**TASK ITEM**
A verbatim copy of every record is needed.

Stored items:
-----
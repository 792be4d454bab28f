//! Terrain generation utilities.

mod elevation;

pub use elevation::{ElevationGenerator, add_elevation_jitter};
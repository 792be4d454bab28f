use std::path::PathBuf;

use clap::{ArgGroup, Parser};
use serde_json::{Map, Value};
use stream_metrics::{HealthMetrics, MetricsConfig, MetricsPipeline, stream_loader::FileStreamLoader};
use tracing_subscriber::EnvFilter;
use uuid::Uuid;

#[derive(Parser, Debug)]
#[command(
    name = "derive-metrics",
    about = "Derive uphill/downhill heart rate and time in heart rate zones from an activity stream"
)]
#[command(group(ArgGroup::new("target").required(true).args(["activity_id", "all"])))]
struct Cli {
    /// Activity to analyse
    #[arg(long = "activity_id")]
    activity_id: Option<i64>,

    /// Analyse every activity the user has a stream for
    #[arg(long)]
    all: bool,

    /// Owner of the activity
    #[arg(long = "user_id")]
    user_id: Uuid,

    /// Health metrics as a JSON object, e.g. '{"max_heartrate": 190}'
    #[arg(long = "health_metrics")]
    health_metrics: Option<HealthMetrics>,

    /// Data directory holding streams/ and gpx/ (overrides STREAMS_DATA_DIR)
    #[arg(long = "data_dir")]
    data_dir: Option<PathBuf>,

    /// Minimum summit/valley prominence (overrides SEGMENT_PROMINENCE)
    #[arg(long)]
    prominence: Option<f64>,
}

fn init_logging() {
    tracing_subscriber::fmt()
        .with_env_filter(EnvFilter::try_from_default_env().unwrap_or_else(|_| EnvFilter::new("warn")))
        .with_writer(std::io::stderr)
        .init();
}

fn main() -> anyhow::Result<()> {
    init_logging();
    let cli = Cli::parse();

    let mut config = MetricsConfig::from_env();
    if let Some(data_dir) = cli.data_dir {
        config = config.with_data_dir(data_dir);
    }
    if let Some(prominence) = cli.prominence {
        config = config.with_prominence(prominence);
    }

    let pipeline = MetricsPipeline::from_config(&config)?;
    let health_metrics = cli.health_metrics.as_ref();

    let output = match cli.activity_id {
        Some(activity_id) => {
            let metrics = pipeline.compute_metrics(activity_id, cli.user_id, health_metrics)?;
            serde_json::to_value(metrics)?
        }
        None => analyze_all(&pipeline, cli.user_id, health_metrics)?,
    };

    println!("{}", serde_json::to_string(&output)?);
    Ok(())
}

/// Metrics for every activity of the user keyed by activity id. Activities
/// that fail are listed under `errors` instead of aborting the run.
fn analyze_all(
    pipeline: &MetricsPipeline<FileStreamLoader>,
    user_id: Uuid,
    health_metrics: Option<&HealthMetrics>,
) -> anyhow::Result<Value> {
    let activity_ids = pipeline.loader().activity_ids(user_id)?;
    tracing::info!(
        "Analysing {} activities for user {user_id} in {}",
        activity_ids.len(),
        pipeline.loader().data_dir().display()
    );

    let mut output = Map::new();
    let mut errors = Map::new();
    for (activity_id, result) in pipeline.compute_many(&activity_ids, user_id, health_metrics) {
        match result {
            Ok(metrics) => {
                output.insert(activity_id.to_string(), serde_json::to_value(metrics)?);
            }
            Err(e) => {
                tracing::error!("Activity {activity_id} failed: {e}");
                errors.insert(activity_id.to_string(), Value::String(e.to_string()));
            }
        }
    }
    if !errors.is_empty() {
        output.insert("errors".to_string(), Value::Object(errors));
    }

    Ok(Value::Object(output))
}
-----
**EXERCISE SOLUTION**
repository 792be4d454bab28f
//! Terrain generation utilities.

mod elevation;

pub use elevation::{ElevationGenerator, add_elevation_jitter};
repository 792be4d454bab28f
use std::path::PathBuf;

use clap::{ArgGroup, Parser};
use serde_json::{Map, Value};
use stream_metrics::{HealthMetrics, MetricsConfig, MetricsPipeline, stream_loader::FileStreamLoader};
use tracing_subscriber::EnvFilter;
use uuid::Uuid;

#[derive(Parser, Debug)]
#[command(
    name = "derive-metrics",
    about = "Derive uphill/downhill heart rate and time in heart rate zones from an activity stream"
)]
#[command(group(ArgGroup::new("target").required(true).args(["activity_id", "all"])))]
struct Cli {
    /// Activity to analyse
    #[arg(long = "activity_id")]
    activity_id: Option<i64>,

    /// Analyse every activity the user has a stream for
    #[arg(long)]
    all: bool,

    /// Owner of the activity
    #[arg(long = "user_id")]
    user_id: Uuid,

    /// Health metrics as a JSON object, e.g. '{"max_heartrate": 190}'
    #[arg(long = "health_metrics")]
    health_metrics: Option<HealthMetrics>,

    /// Data directory holding streams/ and gpx/ (overrides STREAMS_DATA_DIR)
    #[arg(long = "data_dir")]
    data_dir: Option<PathBuf>,

    /// Minimum summit/valley prominence (overrides SEGMENT_PROMINENCE)
    #[arg(long)]
    prominence: Option<f64>,
}

fn init_logging() {
    tracing_subscriber::fmt()
        .with_env_filter(EnvFilter::try_from_default_env().unwrap_or_else(|_| EnvFilter::new("warn")))
        .with_writer(std::io::stderr)
        .init();
}

fn main() -> anyhow::Result<()> {
    init_logging();
    let cli = Cli::parse();

    let mut config = MetricsConfig::from_env();
    if let Some(data_dir) = cli.data_dir {
        config = config.with_data_dir(data_dir);
    }
    if let Some(prominence) = cli.prominence {
        config = config.with_prominence(prominence);
    }

    let pipeline = MetricsPipeline::from_config(&config)?;
    let health_metrics = cli.health_metrics.as_ref();

    let output = match cli.activity_id {
        Some(activity_id) => {
            let metrics = pipeline.compute_metrics(activity_id, cli.user_id, health_metrics)?;
            serde_json::to_value(metrics)?
        }
        None => analyze_all(&pipeline, cli.user_id, health_metrics)?,
    };

    println!("{}", serde_json::to_string(&output)?);
    Ok(())
}

/// Metrics for every activity of the user keyed by activity id. Activities
/// that fail are listed under `errors` instead of aborting the run.
fn analyze_all(
    pipeline: &MetricsPipeline<FileStreamLoader>,
    user_id: Uuid,
    health_metrics: Option<&HealthMetrics>,
) -> anyhow::Result<Value> {
    let activity_ids = pipeline.loader().activity_ids(user_id)?;
    tracing::info!(
        "Analysing {} activities for user {user_id} in {}",
        activity_ids.len(),
        pipeline.loader().data_dir().display()
    );

    let mut output = Map::new();
    let mut errors = Map::new();
    for (activity_id, result) in pipeline.compute_many(&activity_ids, user_id, health_metrics) {
        match result {
            Ok(metrics) => {
                output.insert(activity_id.to_string(), serde_json::to_value(metrics)?);
            }
            Err(e) => {
                tracing::error!("Activity {activity_id} failed: {e}");
                errors.insert(activity_id.to_string(), Value::String(e.to_string()));
            }
        }
    }
    if !errors.is_empty() {
        output.insert("errors".to_string(), Value::Object(errors));
    }

    Ok(Value::Object(output))
}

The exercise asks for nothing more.